Lalu mobil ambulance melaju, menuju propinsi seberang yang konon memiliki peralatan yang lebih lengkap.
Pertambahan usia hari ini, mengingatkanku pada cerita-cerita itu. Hati mana yang tak berdesir kala ada cerita; seorang Ibu hampir kehilangan nyawa bakda melahirkan puteri tercintanya. Ibuku mengalaminya. Namun, sungguh Allah Maha Baik; mengizinkan si bayi tumbuh dewasa dengan terus menatap wajah Ibunya. Berbagai bantuan datang; teman-teman Ibu dan Ayah mendonorkan darahnya. Hingga suatu hari ibu bercanda,

“Sifatmu yang ini... gara-gara ada darahnya teman Ibu yang ini..”

Kepada mereka, dua pasang mata yang selalu setia menanti di ujung pintu tiap hari.

Mereka yang mendidik dan membesarkan putra-putrinya dengan penuh cinta. Walau terkadang, harus mengeraskan suara yang membuat tangis pecah. Mereka tak marah; mereka tak benci. Bukan. bukan. Marah mereka karena sayang; karena mereka tak ingin buah hatinya salah jalan.

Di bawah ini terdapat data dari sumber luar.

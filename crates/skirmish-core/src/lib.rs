//! Core types and definitions for the skirmish targeting engine.
//!
//! This crate defines the vocabulary shared between the engine and its
//! host: the world snapshot schema (input), directives and HUD records
//! (output), action requests, configuration, and tuning constants.
//! It has no dependency on any runtime framework.

pub mod commands;
pub mod config;
pub mod constants;
pub mod directive;
pub mod enums;
pub mod snapshot;
pub mod types;
//! Target acquisition — scores and selects the best ranged target and,
//! independently, the best melee/loot target.
//!
//! Both selectors are a single O(n) pass over the snapshot. Ranged
//! selection works in screen space around the cursor; melee selection
//! works in world space around the observer.

use skirmish_core::config::{MeleeConfig, RangedConfig};
use skirmish_core::constants::*;
use skirmish_core::snapshot::{Observer, ObstacleState, PlayerState, WorldSnapshot};
use skirmish_core::types::EntityId;

/// Type substrings of destructible/interactable objects worth targeting.
const LOOT_PATTERNS: &[&str] = &[
    "crate_",
    "chest_",
    "barrel_",
    "bookshelf_",
    "drawers_",
    "locker_",
    "deposit_box_",
    "refrigerator_",
    "case_",
    "oven_",
    "bed_",
    "couch_",
    "table_",
    "window",
    "pot_",
    "planter_",
];

/// Shared candidate filter for player targets.
fn is_valid_player_target(
    player: &PlayerState,
    observer: &Observer,
    target_downed: bool,
    target_allies: bool,
) -> bool {
    player.alive
        && (target_downed || !player.downed)
        && player.id != observer.id
        && player.layer.compatible(observer.layer)
        && (target_allies || player.team != observer.team)
}

/// Select the best ranged target: candidates inside the screen-space FOV
/// around the cursor, scored by proximity with a continuity bonus that
/// biases against flapping between near-equal candidates.
pub fn find_ranged_target<'a>(
    snapshot: &'a WorldSnapshot,
    observer: &Observer,
    config: &RangedConfig,
    previous: Option<EntityId>,
) -> Option<&'a PlayerState> {
    let fov_sq = config.fov_radius * config.fov_radius;
    let mut best: Option<&PlayerState> = None;
    let mut best_score = f64::NEG_INFINITY;

    for player in &snapshot.players {
        if !is_valid_player_target(player, observer, config.target_downed, config.target_allies) {
            continue;
        }

        let screen_pos = snapshot.camera.world_to_screen(player.position);
        let dist_sq = screen_pos.distance_squared(observer.cursor_screen);
        if dist_sq > fov_sq {
            continue;
        }

        let screen_distance = dist_sq.sqrt();
        let distance_factor = (-screen_distance / RANGED_SCORE_DECAY).exp();
        let continuity = if previous == Some(player.id) {
            TARGET_CONTINUITY_BONUS
        } else {
            0.0
        };
        let score = distance_factor + continuity;

        if score > best_score {
            best_score = score;
            best = Some(player);
        }
    }

    best
}

/// Select the nearest valid player for melee engagement (world distance).
pub fn find_melee_target<'a>(
    snapshot: &'a WorldSnapshot,
    observer: &Observer,
    ranged: &RangedConfig,
    melee: &MeleeConfig,
) -> Option<&'a PlayerState> {
    let target_allies = melee.attack_allies || ranged.target_allies;
    let mut best: Option<&PlayerState> = None;
    let mut best_dist_sq = f64::INFINITY;

    for player in &snapshot.players {
        if !is_valid_player_target(player, observer, ranged.target_downed, target_allies) {
            continue;
        }
        let dist_sq = player.position.distance_squared(observer.position);
        if dist_sq < best_dist_sq {
            best_dist_sq = dist_sq;
            best = Some(player);
        }
    }

    best
}

/// Whether an obstacle is a targetable interactable object.
pub fn is_loot_targetable(obstacle: &ObstacleState) -> bool {
    !obstacle.dead
        && obstacle.collider.is_some()
        && obstacle.layer.is_some()
        && LOOT_PATTERNS.iter().any(|p| obstacle.kind.contains(p))
}

/// Nearest interactable object within melee lock range — the secondary,
/// lower-priority target class used when no player is available.
pub fn find_melee_loot_target<'a>(
    snapshot: &'a WorldSnapshot,
    observer: &Observer,
) -> Option<&'a ObstacleState> {
    let lock_range = MELEE_ENGAGE_DISTANCE + MELEE_LOCK_HYSTERESIS;
    let mut best: Option<&ObstacleState> = None;
    let mut best_dist = f64::INFINITY;

    for obstacle in &snapshot.obstacles {
        if !is_loot_targetable(obstacle) {
            continue;
        }
        if !layer_ok(obstacle, observer) {
            continue;
        }
        let dist = obstacle.position.distance(observer.position);
        if dist <= lock_range && dist < best_dist {
            best_dist = dist;
            best = Some(obstacle);
        }
    }

    best
}

/// Ranged-style loot scorer: FOV-filtered interactables preferred by
/// screen proximity, with a bonus for objects near the observer.
pub fn find_ranged_loot_target<'a>(
    snapshot: &'a WorldSnapshot,
    observer: &Observer,
    config: &RangedConfig,
) -> Option<&'a ObstacleState> {
    let fov_sq = config.fov_radius * config.fov_radius;
    let mut best: Option<&ObstacleState> = None;
    let mut best_score = f64::NEG_INFINITY;

    for obstacle in &snapshot.obstacles {
        if !is_loot_targetable(obstacle) {
            continue;
        }
        if !layer_ok(obstacle, observer) {
            continue;
        }

        let screen_pos = snapshot.camera.world_to_screen(obstacle.position);
        let dist_sq = screen_pos.distance_squared(observer.cursor_screen);
        if dist_sq > fov_sq {
            continue;
        }

        let world_dist = obstacle.position.distance(observer.position);
        let near_bonus = if world_dist < LOOT_NEAR_DISTANCE {
            LOOT_NEAR_BONUS
        } else {
            0.0
        };
        let score = -dist_sq.sqrt() + near_bonus;

        if score > best_score {
            best_score = score;
            best = Some(obstacle);
        }
    }

    best
}

fn layer_ok(obstacle: &ObstacleState, observer: &Observer) -> bool {
    obstacle.layer.map_or(true, |l| l.compatible(observer.layer))
}

#[cfg(test)]
mod tests {
    use super::*;
    use glam::DVec2;
    use skirmish_core::enums::EquippedSlot;
    use skirmish_core::snapshot::{Camera, WeaponProfile};
    use skirmish_core::types::Layer;

    fn observer() -> Observer {
        Observer {
            id: EntityId(1),
            position: DVec2::ZERO,
            team: 1,
            layer: Layer(0),
            equipped_slot: EquippedSlot::Primary,
            weapon: WeaponProfile::default(),
            cursor_screen: DVec2::ZERO,
            is_firing: false,
        }
    }

    fn player(id: u64, pos: DVec2, team: u32) -> PlayerState {
        PlayerState {
            id: EntityId(id),
            position: pos,
            team,
            layer: Layer(0),
            alive: true,
            downed: false,
            name: format!("p{id}"),
            helmet_level: 0,
            chest_level: 0,
            backpack_level: 0,
        }
    }

    fn snapshot(players: Vec<PlayerState>) -> WorldSnapshot {
        WorldSnapshot {
            camera: Camera::identity(),
            players,
            ..Default::default()
        }
    }

    #[test]
    fn test_ranged_prefers_cursor_proximity() {
        let snap = snapshot(vec![
            player(2, DVec2::new(100.0, 0.0), 2),
            player(3, DVec2::new(20.0, 0.0), 2),
        ]);
        let target = find_ranged_target(&snap, &observer(), &RangedConfig::default(), None)
            .expect("target inside FOV");
        assert_eq!(target.id, EntityId(3));
    }

    #[test]
    fn test_ranged_skips_teammates_dead_and_downed() {
        let mut teammate = player(2, DVec2::new(10.0, 0.0), 1);
        teammate.team = 1;
        let mut dead = player(3, DVec2::new(10.0, 0.0), 2);
        dead.alive = false;
        let mut downed = player(4, DVec2::new(10.0, 0.0), 2);
        downed.downed = true;

        let snap = snapshot(vec![teammate, dead, downed]);
        assert!(
            find_ranged_target(&snap, &observer(), &RangedConfig::default(), None).is_none(),
            "no valid candidates should remain"
        );
    }

    #[test]
    fn test_ranged_outside_fov_ignored() {
        let snap = snapshot(vec![player(2, DVec2::new(1000.0, 0.0), 2)]);
        assert!(find_ranged_target(&snap, &observer(), &RangedConfig::default(), None).is_none());
    }

    #[test]
    fn test_continuity_bonus_holds_target_on_near_tie() {
        let snap = snapshot(vec![
            player(2, DVec2::new(30.0, 0.0), 2),
            player(3, DVec2::new(30.5, 0.0), 2),
        ]);
        // Slightly farther, but previously selected: bonus keeps it.
        let target = find_ranged_target(
            &snap,
            &observer(),
            &RangedConfig::default(),
            Some(EntityId(3)),
        )
        .unwrap();
        assert_eq!(target.id, EntityId(3), "continuity bonus should win ties");
    }

    #[test]
    fn test_melee_picks_nearest_player() {
        let snap = snapshot(vec![
            player(2, DVec2::new(5.0, 0.0), 2),
            player(3, DVec2::new(3.0, 0.0), 2),
        ]);
        let target = find_melee_target(
            &snap,
            &observer(),
            &RangedConfig::default(),
            &MeleeConfig::default(),
        )
        .unwrap();
        assert_eq!(target.id, EntityId(3));
    }

    #[test]
    fn test_melee_loot_fallback_range_gated() {
        let loot_near = ObstacleState {
            id: EntityId(10),
            kind: "crate_01".into(),
            position: DVec2::new(4.0, 0.0),
            collider: Some(skirmish_core::types::Collider::Circle {
                center: DVec2::new(4.0, 0.0),
                radius: 1.0,
            }),
            layer: Some(Layer(0)),
            height: 0.5,
            health: Some(100.0),
            dead: false,
            collidable: true,
            is_wall: false,
            indestructible: false,
        };
        let loot_far = ObstacleState {
            id: EntityId(11),
            position: DVec2::new(20.0, 0.0),
            ..loot_near.clone()
        };
        let snap = WorldSnapshot {
            obstacles: vec![loot_far, loot_near],
            ..Default::default()
        };
        let target = find_melee_loot_target(&snap, &observer()).expect("near crate in lock range");
        assert_eq!(target.id, EntityId(10));
    }
}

Dan saat ini, aku benar-benar baru menyadari; betapa luar biasanya pemilik dua pasang mata yang selalu setia menanti di ujung pintu tiap hari itu. betapa banyak anak-anak di belahan bumi ini yang tak mendapatkan kasih sayang seperti apa yang aku dapatkan selama ini.

Betapa kerasnya usaha Bapak untuk melatihku menulis; bahkan sebelum masanya aku memasuki taman kanak-kanak. Bapak; memberiku sebuah buku tulis. Beliau ajarkan menggunakan pena pelan-pelan. Dengan penuh kasih, Bapak menggambar sebuah benda, lalu menuliskan hurufnya di bawahnya. Harapannya, agar aku bisa mebaca tulisan itu. aku meniru gambarnya, juga tulisannya. Hingga saat masuk sekolah formal; guruku tak lagi kewalahan karena aku sudah lancar membaca dan mengeja.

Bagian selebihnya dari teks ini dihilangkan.